** SUPPLIED MATERIAL follows **
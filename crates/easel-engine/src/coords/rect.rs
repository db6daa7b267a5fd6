use super::Vec2;

/// Axis-aligned rectangle in pixels (top-left origin).
#[derive(Debug, Copy, Clone, Default, PartialEq)]
pub struct Rect {
    pub origin: Vec2,
    pub size: Vec2,
}

impl Rect {
    #[inline]
    pub const fn new(x: f32, y: f32, w: f32, h: f32) -> Self {
        Self {
            origin: Vec2::new(x, y),
            size: Vec2::new(w, h),
        }
    }

    /// Builds a rectangle from two opposite corners.
    #[inline]
    pub fn from_corners(a: Vec2, b: Vec2) -> Self {
        Rect::new(a.x, a.y, b.x - a.x, b.y - a.y).normalized()
    }

    #[inline]
    pub fn is_empty(self) -> bool {
        self.size.x <= 0.0 || self.size.y <= 0.0
    }

    /// Normalizes the rectangle so width/height are non-negative.
    #[inline]
    pub fn normalized(self) -> Self {
        let mut x = self.origin.x;
        let mut y = self.origin.y;
        let mut w = self.size.x;
        let mut h = self.size.y;

        if w < 0.0 {
            x += w;
            w = -w;
        }
        if h < 0.0 {
            y += h;
            h = -h;
        }

        Rect::new(x, y, w, h)
    }

    /// Two triangles covering the rectangle, as six `(x, y)` pairs.
    ///
    /// Vertex order: `(x0,y0) (x1,y0) (x0,y1)` then `(x0,y1) (x1,y0) (x1,y1)`.
    pub fn triangles(self) -> [f32; 12] {
        let r = self.normalized();
        let (x0, y0) = (r.origin.x, r.origin.y);
        let (x1, y1) = (x0 + r.size.x, y0 + r.size.y);
        [
            x0, y0, x1, y0, x0, y1, //
            x0, y1, x1, y0, x1, y1,
        ]
    }
}

#[cfg(test)]
mod tests {
    use super::*;

    fn r(x: f32, y: f32, w: f32, h: f32) -> Rect { Rect::new(x, y, w, h) }

    // ── normalized ────────────────────────────────────────────────────────

    #[test]
    fn normalized_positive_is_identity() {
        let rect = r(1.0, 2.0, 10.0, 20.0);
        assert_eq!(rect.normalized(), rect);
    }

    #[test]
    fn normalized_negative_width() {
        let rect = r(10.0, 0.0, -4.0, 5.0);
        let n = rect.normalized();
        assert_eq!(n.origin.x, 6.0);
        assert_eq!(n.size.x, 4.0);
    }

    #[test]
    fn from_corners_orders_points() {
        let rect = Rect::from_corners(Vec2::new(80.0, 30.0), Vec2::new(10.0, 20.0));
        assert_eq!(rect, r(10.0, 20.0, 70.0, 10.0));
    }

    // ── triangles ─────────────────────────────────────────────────────────

    #[test]
    fn triangles_cover_corners_in_lesson_order() {
        let t = r(10.0, 20.0, 70.0, 10.0).triangles();
        assert_eq!(
            t,
            [10.0, 20.0, 80.0, 20.0, 10.0, 30.0, 10.0, 30.0, 80.0, 20.0, 80.0, 30.0]
        );
    }

    #[test]
    fn empty_rect_reports_empty() {
        assert!(r(0.0, 0.0, 0.0, 5.0).is_empty());
        assert!(!r(0.0, 0.0, 1.0, 1.0).is_empty());
    }
}
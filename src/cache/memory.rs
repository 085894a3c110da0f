//! Memory Cache Module
//!
//! Thread-safe cache handle wiring the LRU store to expiry timers.

use std::sync::{Arc, Weak};

use tokio::sync::RwLock;
use tracing::{debug, info};

use crate::cache::{CacheOptions, CacheStats, Lookup, LruStore, SetOptions};
use crate::error::Result;
use crate::timer::{Scheduler, TimerTask, TokioScheduler};

// == Memory Cache ==
/// In-process key/value cache with LRU eviction and per-entry TTL.
///
/// Cloning is cheap and every clone shares the same entries. The store sits
/// behind a single lock; expiry timers take the same lock before touching
/// it, and only hold a weak reference so a dropped cache is never revived.
///
/// # Example
/// ```
/// use memory_cache::cache::{MemoryCache, SetOptions};
///
/// # #[tokio::main(flavor = "current_thread")]
/// # async fn main() -> memory_cache::error::Result<()> {
/// let cache = MemoryCache::new(2);
/// cache.set("a", "A", SetOptions::new()).await?;
/// cache.set("b", "B", SetOptions::expire_after_ms(5_000)).await?;
///
/// let lookup = cache.get("a").await;
/// assert!(lookup.cached);
/// assert_eq!(lookup.value, Some("A"));
///
/// assert!(cache.clear("a").await);
/// assert!(!cache.get("a").await.cached);
/// # Ok(())
/// # }
/// ```
#[derive(Debug)]
pub struct MemoryCache<V> {
    store: Arc<RwLock<LruStore<V>>>,
    scheduler: Arc<dyn Scheduler>,
    max_items: usize,
}

impl<V> Clone for MemoryCache<V> {
    fn clone(&self) -> Self {
        Self {
            store: Arc::clone(&self.store),
            scheduler: Arc::clone(&self.scheduler),
            max_items: self.max_items,
        }
    }
}

impl<V> MemoryCache<V>
where
    V: Clone + Send + Sync + 'static,
{
    // == Constructors ==
    /// Creates a cache holding at most `max_items` entries (0 = unbounded).
    pub fn new(max_items: usize) -> Self {
        Self::build(max_items, Arc::new(TokioScheduler::new()))
    }

    /// Creates a cache from validated options.
    pub fn with_options(options: CacheOptions) -> Result<Self> {
        Self::with_scheduler(options, Arc::new(TokioScheduler::new()))
    }

    /// Creates a cache whose expiry timers run on `scheduler`.
    pub fn with_scheduler(options: CacheOptions, scheduler: Arc<dyn Scheduler>) -> Result<Self> {
        let max_items = options.capacity()?;
        Ok(Self::build(max_items, scheduler))
    }

    fn build(max_items: usize, scheduler: Arc<dyn Scheduler>) -> Self {
        info!(max_items, "Memory cache created");
        Self {
            store: Arc::new(RwLock::new(LruStore::new(max_items))),
            scheduler,
            max_items,
        }
    }

    // == Get ==
    /// Looks up `key`, making it the most recently used entry on a hit.
    pub async fn get(&self, key: &str) -> Lookup<V> {
        // Write lock: a hit reorders the recency list
        self.store.write().await.get(key)
    }

    // == Set ==
    /// Stores `value` under `key`, replacing any previous entry and its TTL.
    ///
    /// The expiry timer is scheduled before the store changes, so a
    /// scheduling failure leaves the cache exactly as it was.
    pub async fn set(&self, key: impl Into<String>, value: V, options: SetOptions) -> Result<()> {
        let key = key.into();
        let ttl = options.ttl()?;

        let mut store = self.store.write().await;
        let expiry = match ttl {
            Some(ttl) => {
                let generation = store.next_generation();
                let task = self.expiry_task(key.clone(), generation);
                let handle = self.scheduler.schedule_once(task, ttl)?;
                Some((generation, handle))
            }
            None => None,
        };

        let evicted = store.set(key, value, expiry)?;
        if evicted > 0 {
            debug!(evicted, "Capacity exceeded, evicted entries");
        }
        Ok(())
    }

    // == Clear ==
    /// Removes `key`, returning whether it was cached.
    pub async fn clear(&self, key: &str) -> bool {
        self.store.write().await.clear(key)
    }

    /// Removes every entry and cancels all pending expiry timers.
    pub async fn clear_all(&self) -> usize {
        let removed = self.store.write().await.clear_all();
        info!(removed, "Cache cleared");
        removed
    }

    /// Returns true if `key` is cached, without touching its recency.
    pub async fn contains(&self, key: &str) -> bool {
        self.store.read().await.contains(key)
    }

    // == Length ==
    pub async fn len(&self) -> usize {
        self.store.read().await.len()
    }

    pub async fn is_empty(&self) -> bool {
        self.store.read().await.is_empty()
    }

    // == Stats ==
    pub async fn stats(&self) -> CacheStats {
        self.store.read().await.stats()
    }

    /// Number of entries with a pending TTL timer.
    pub async fn pending_expirations(&self) -> usize {
        self.store.read().await.pending_expirations()
    }

    /// Capacity bound, 0 when unbounded.
    pub fn max_items(&self) -> usize {
        self.max_items
    }

    fn expiry_task(&self, key: String, generation: u64) -> TimerTask {
        let store: Weak<RwLock<LruStore<V>>> = Arc::downgrade(&self.store);
        Box::pin(async move {
            let Some(store) = store.upgrade() else {
                return;
            };
            let expired = store.write().await.expire(&key, generation);
            if expired {
                debug!(key = %key, "Entry expired");
            }
        })
    }
}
** End of SUPPLIED MATERIAL **
In the material above, locate the line containing "assert_eq!(n.size.x, 4.0);" and the line containing "pub struct MemoryCache<V>". Transcribe exactly those two lines and every line between them, and nothing more.

        assert_eq!(n.size.x, 4.0);
    }

    #[test]
    fn from_corners_orders_points() {
        let rect = Rect::from_corners(Vec2::new(80.0, 30.0), Vec2::new(10.0, 20.0));
        assert_eq!(rect, r(10.0, 20.0, 70.0, 10.0));
    }

    // ── triangles ─────────────────────────────────────────────────────────

    #[test]
    fn triangles_cover_corners_in_lesson_order() {
        let t = r(10.0, 20.0, 70.0, 10.0).triangles();
        assert_eq!(
            t,
            [10.0, 20.0, 80.0, 20.0, 10.0, 30.0, 10.0, 30.0, 80.0, 20.0, 80.0, 30.0]
        );
    }

    #[test]
    fn empty_rect_reports_empty() {
        assert!(r(0.0, 0.0, 0.0, 5.0).is_empty());
        assert!(!r(0.0, 0.0, 1.0, 1.0).is_empty());
    }
}
filename src/cache/memory.rs
repository 085894a3c110da0f
//! Memory Cache Module
//!
//! Thread-safe cache handle wiring the LRU store to expiry timers.

use std::sync::{Arc, Weak};

use tokio::sync::RwLock;
use tracing::{debug, info};

use crate::cache::{CacheOptions, CacheStats, Lookup, LruStore, SetOptions};
use crate::error::Result;
use crate::timer::{Scheduler, TimerTask, TokioScheduler};

// == Memory Cache ==
/// In-process key/value cache with LRU eviction and per-entry TTL.
///
/// Cloning is cheap and every clone shares the same entries. The store sits
/// behind a single lock; expiry timers take the same lock before touching
/// it, and only hold a weak reference so a dropped cache is never revived.
///
/// # Example
/// ```
/// use memory_cache::cache::{MemoryCache, SetOptions};
///
/// # #[tokio::main(flavor = "current_thread")]
/// # async fn main() -> memory_cache::error::Result<()> {
/// let cache = MemoryCache::new(2);
/// cache.set("a", "A", SetOptions::new()).await?;
/// cache.set("b", "B", SetOptions::expire_after_ms(5_000)).await?;
///
/// let lookup = cache.get("a").await;
/// assert!(lookup.cached);
/// assert_eq!(lookup.value, Some("A"));
///
/// assert!(cache.clear("a").await);
/// assert!(!cache.get("a").await.cached);
/// # Ok(())
/// # }
/// ```
#[derive(Debug)]
pub struct MemoryCache<V> {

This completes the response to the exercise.